For years, I’ve carried around a polycarbonate Nalgene bottle. (You know those hard, tough, and transparent containers?) Whatever I paid for mine was a small price for the smug satisfaction that I was doing right by the environment. Heck, each of my kids has a Nalgene bottle--a favorite toy (yes, they’re strange kids) when empty, and a thrill when full.
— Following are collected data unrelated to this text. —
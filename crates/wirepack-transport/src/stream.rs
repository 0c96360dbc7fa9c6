use std::io::{ErrorKind, Write};

use bytes::Bytes;
use tracing::trace;

use crate::error::{Result, TransportError};
use crate::traits::Transport;

/// Adapts any blocking `Write` stream into a [`Transport`].
///
/// Retries `Interrupted` and `WouldBlock`, and maps a zero-length write to
/// `ConnectionClosed` — a stream that accepts nothing is gone, not slow.
pub struct StreamTransport<W> {
    inner: W,
}

impl<W: Write> StreamTransport<W> {
    pub fn new(inner: W) -> Self {
        Self { inner }
    }

    /// Borrow the underlying stream.
    pub fn get_ref(&self) -> &W {
        &self.inner
    }

    /// Mutably borrow the underlying stream.
    pub fn get_mut(&mut self) -> &mut W {
        &mut self.inner
    }

    /// Consume the transport and return the inner stream.
    pub fn into_inner(self) -> W {
        self.inner
    }

    fn flush(&mut self) -> Result<()> {
        loop {
            match self.inner.flush() {
                Ok(()) => return Ok(()),
                Err(err) if err.kind() == ErrorKind::Interrupted => continue,
                Err(err) if err.kind() == ErrorKind::WouldBlock => continue,
                Err(err) => return Err(TransportError::Io(err)),
            }
        }
    }
}

impl<W: Write> Transport for StreamTransport<W> {
    fn send(&mut self, bytes: Bytes) -> Result<()> {
        let mut offset = 0usize;
        while offset < bytes.len() {
            match self.inner.write(&bytes[offset..]) {
                Ok(0) => return Err(TransportError::ConnectionClosed),
                Ok(n) => offset += n,
                Err(err) if err.kind() == ErrorKind::Interrupted => continue,
                Err(err) if err.kind() == ErrorKind::WouldBlock => continue,
                Err(err) => return Err(TransportError::Io(err)),
            }
        }
        trace!(len = bytes.len(), "sent batch");
        self.flush()
    }
}

#[cfg(test)]
mod tests {
    use super::*;

    #[test]
    fn sends_all_bytes() {
        let mut transport = StreamTransport::new(Vec::new());
        transport.send(Bytes::from_static(b"hello")).unwrap();
        transport.send(Bytes::from_static(b" world")).unwrap();
        assert_eq!(transport.into_inner(), b"hello world");
    }

    #[test]
    fn retries_interrupted_write() {
        struct InterruptOnce {
            tripped: bool,
            data: Vec<u8>,
        }

        impl Write for InterruptOnce {
            fn write(&mut self, buf: &[u8]) -> std::io::Result<usize> {
                if !self.tripped {
                    self.tripped = true;
                    return Err(std::io::Error::from(ErrorKind::Interrupted));
                }
                self.data.extend_from_slice(buf);
                Ok(buf.len())
            }

            fn flush(&mut self) -> std::io::Result<()> {
                Ok(())
            }
        }

        let mut transport = StreamTransport::new(InterruptOnce {
            tripped: false,
            data: Vec::new(),
        });
        transport.send(Bytes::from_static(b"retry")).unwrap();
        assert_eq!(transport.into_inner().data, b"retry");
    }

    #[test]
    fn zero_write_is_connection_closed() {
        struct ZeroWriter;

        impl Write for ZeroWriter {
            fn write(&mut self, _buf: &[u8]) -> std::io::Result<usize> {
                Ok(0)
            }

            fn flush(&mut self) -> std::io::Result<()> {
                Ok(())
            }
        }

        let mut transport = StreamTransport::new(ZeroWriter);
        let err = transport.send(Bytes::from_static(b"x")).unwrap_err();
        assert!(matches!(err, TransportError::ConnectionClosed));
    }
}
But it might be time to toss the bottles.
Plastic bottles: Which ones are safe? (Probably all of these are OK, but if you're concerned about BPA or pthalathes, check the recycling codes on the bottom and avoid containers marked with a 3 or a 6.)Courtesy Ettiz
See, some animal studies have shown that rat pups exposed to bisphenol-A (BPA), a chemical used in the production of polycarbonate plastics, showed changes in their mammary and prostate tissue—a potential cancer risk—as well as early puberty. And BPA exposure could also potentially have negative effects on fertility, birth weight, and the development of certain areas of the brain. (Note: all of these effects are potential risks—none of them are proven yet, and we don’t know how much exposure is necessary before the effects are seen.)
Last Friday, the government of Canada announced a 60-day public comment period on whether or not to ban baby bottles containing BPA. Nalgene announced that the company is phasing out use of BPA in its containers. And the US National Toxicology Program issued a draft report that cites “some concern” about the possible negative health effects of BPA on infants and children and calls for more research into just what those risks might be. (“Some concern” is the third level on a scale of 5. And you can get a PDF copy of the draft report through the link in this article.)
Why all the alarm? BPA is everywhere. It’s in plastic water bottles, baby bottles, and food packaging (including the expoxies used to line cans), as well as sports safety equipment, incubators, dental sealants, bottle tops, heart-ling machines and IV bags. The US makes more than 2.3 billion pounds of BPA each year, and more than 3 million metric tons of it are used worldwide. One survey by the CDC detected BPA in the urine of 93% of Americans ages 6 and older.
Many experts are advising consumers to limit exposure to BPA while we wait for more conclusive data. So what are we to do?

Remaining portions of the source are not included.